- Goal of the exercise: Tell how many lines of the data below have the string "Deserialize" in them. Say nothing more.

[Collected data entries]

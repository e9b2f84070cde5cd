mod action;
mod record;
mod state;

use std::sync::Arc;

use log::{debug, info};

pub use self::action::{Action, ActionSwitch};
pub use self::record::RunRecord;
pub use self::state::{RunState, HISTORY_LIMIT};

use crate::error::{Result, RuntimeError};
use crate::locale::Locale;
use crate::project::{Info, Project};

/// Runtime drives at most one run over a loaded project.
///
/// The cursor always points at the step `current_run` serves. `next_run`
/// moves it forward and reports whether a step is left to serve, so a
/// presentation loop reads `current_run` first and then calls `next_run`.
#[derive(Debug, Clone)]
pub struct Runtime {
    project: Arc<Project>,
    run: Option<RunState>,
}

impl Runtime {
    pub fn new(project: Arc<Project>) -> Self {
        Self { project, run: None }
    }

    pub fn project(&self) -> &Arc<Project> {
        &self.project
    }

    pub fn info(&self) -> &Info {
        self.project.info()
    }

    pub fn choose_locale<I, L>(&self, requested: I) -> Option<Locale>
    where
        I: IntoIterator<Item = L>,
        L: AsRef<str>,
    {
        self.project.catalog().choose(requested)
    }

    pub fn locale_native_name(&self, locale: &str) -> Result<String> {
        self.project.catalog().native_name(locale)
    }

    pub fn state(&self) -> Option<&RunState> {
        self.run.as_ref()
    }

    pub fn is_running(&self) -> bool {
        self.run.is_some()
    }

    /// Replaces any run with a new one at the first step of `locale`.
    pub fn start_new(&mut self, locale: &str) -> Result<()> {
        if !self.project.store().contains(locale) {
            return Err(RuntimeError::UnsupportedLocale(Locale::from(locale)));
        }

        let mut run = RunState::new(Locale::from(locale));
        run.enter(self.project.store());
        self.run = Some(run);
        info!("Started a new run in locale {locale}");
        Ok(())
    }

    /// Moves past the current step. Returns `false` once the run is exhausted,
    /// further calls stay there.
    pub fn next_run(&mut self) -> Result<bool> {
        let run = self.run.as_mut().ok_or(RuntimeError::NoActiveRun)?;
        let count = self.project.store().step_count(run.locale.as_str());

        if run.cursor < count {
            run.jump(run.cursor + 1, self.project.store());
            debug!("Advanced to step {} of {}", run.cursor, count);
        }

        Ok(run.cursor < count)
    }

    /// The current step with assets resolved, `None` when the run is
    /// exhausted or there is no run.
    pub fn current_run(&self) -> Result<Option<Action>> {
        let Some(run) = &self.run else {
            return Ok(None);
        };

        self.project
            .store()
            .step_at(run.locale.as_str(), run.cursor)
            .map(|step| Action::from_step(step, self.project.assets(), &run.variables))
            .transpose()
    }

    /// Chooses switch `i` of the current step and continues at its target.
    /// A switch whose condition does not hold counts as disabled.
    pub fn switch(&mut self, i: usize) -> Result<()> {
        let run = self.run.as_mut().ok_or(RuntimeError::NoActiveRun)?;
        let target = self
            .project
            .store()
            .step_at(run.locale.as_str(), run.cursor)
            .and_then(|step| step.switches.get(i))
            .filter(|switch| switch.is_enabled(&run.variables))
            .and_then(|switch| switch.target)
            .ok_or(RuntimeError::InvalidSwitch(i))?;

        debug!("Switch {i} at step {} continues at {target}", run.cursor);
        run.jump(target, self.project.store());
        run.last_switch = Some(i);
        Ok(())
    }

    pub fn last_switch(&self) -> Option<usize> {
        self.run.as_ref().and_then(|run| run.last_switch)
    }

    /// The steps already passed in this run, oldest first, at most
    /// [`HISTORY_LIMIT`] of them. Switches show as of the current variables.
    pub fn history(&self) -> Result<Vec<Action>> {
        let run = self.run.as_ref().ok_or(RuntimeError::NoActiveRun)?;
        let store = self.project.store();

        run.history
            .iter()
            .filter_map(|&index| store.step_at(run.locale.as_str(), index))
            .map(|step| Action::from_step(step, self.project.assets(), &run.variables))
            .collect()
    }

    pub fn save(&self) -> Result<RunRecord> {
        let run = self.run.as_ref().ok_or(RuntimeError::NoActiveRun)?;
        let script = self
            .project
            .store()
            .script(run.locale.as_str())
            .ok_or_else(|| RuntimeError::UnsupportedLocale(run.locale.clone()))?;

        Ok(RunRecord {
            locale: run.locale.clone(),
            cursor: run.cursor,
            last_switch: run.last_switch,
            history: run.history.iter().copied().collect(),
            variables: run.variables.clone(),
            fingerprint: script.fingerprint().to_string(),
        })
    }

    /// Replaces any run with a saved one taken against the same script.
    pub fn restore(&mut self, record: RunRecord) -> Result<()> {
        let script = self
            .project
            .store()
            .script(record.locale.as_str())
            .ok_or_else(|| RuntimeError::UnsupportedLocale(record.locale.clone()))?;

        // an exhausted run may sit right past the last step
        if record.fingerprint != script.fingerprint()
            || record.cursor > script.len()
            || record.history.iter().any(|&index| index >= script.len())
        {
            return Err(RuntimeError::StaleRecord(record.locale));
        }
        // the last switch must be one offered by a passed step
        if let Some(i) = record.last_switch {
            let offered = record.history.iter().any(|&index| {
                script
                    .step(index)
                    .is_some_and(|step| i < step.switches.len())
            });
            if !offered {
                return Err(RuntimeError::StaleRecord(record.locale));
            }
        }

        info!(
            "Restored a run in locale {} at step {}",
            record.locale, record.cursor
        );
        let skip = record.history.len().saturating_sub(HISTORY_LIMIT);
        self.run = Some(RunState {
            locale: record.locale,
            cursor: record.cursor,
            last_switch: record.last_switch,
            history: record.history.into_iter().skip(skip).collect(),
            variables: record.variables,
        });
        Ok(())
    }
}
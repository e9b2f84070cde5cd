use serde::{Deserialize, Serialize};
#[cfg(feature = "ts")]
use ts_rs::TS;

use crate::locale::Locale;
use crate::store::Variables;

/// A saved run. `fingerprint` ties it to the script it was taken from.
#[derive(Debug, Clone, PartialEq, Eq, Serialize, Deserialize)]
#[cfg_attr(feature = "ts", derive(TS), ts(export))]
pub struct RunRecord {
    pub locale: Locale,
    pub cursor: usize,
    #[serde(default)]
    pub last_switch: Option<usize>,
    #[serde(default)]
    pub history: Vec<usize>,
    #[serde(default)]
    #[cfg_attr(
        feature = "ts",
        ts(type = "Record<string, string | number | boolean>")
    )]
    pub variables: Variables,
    pub fingerprint: String,
}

- Answer to the exercise: 2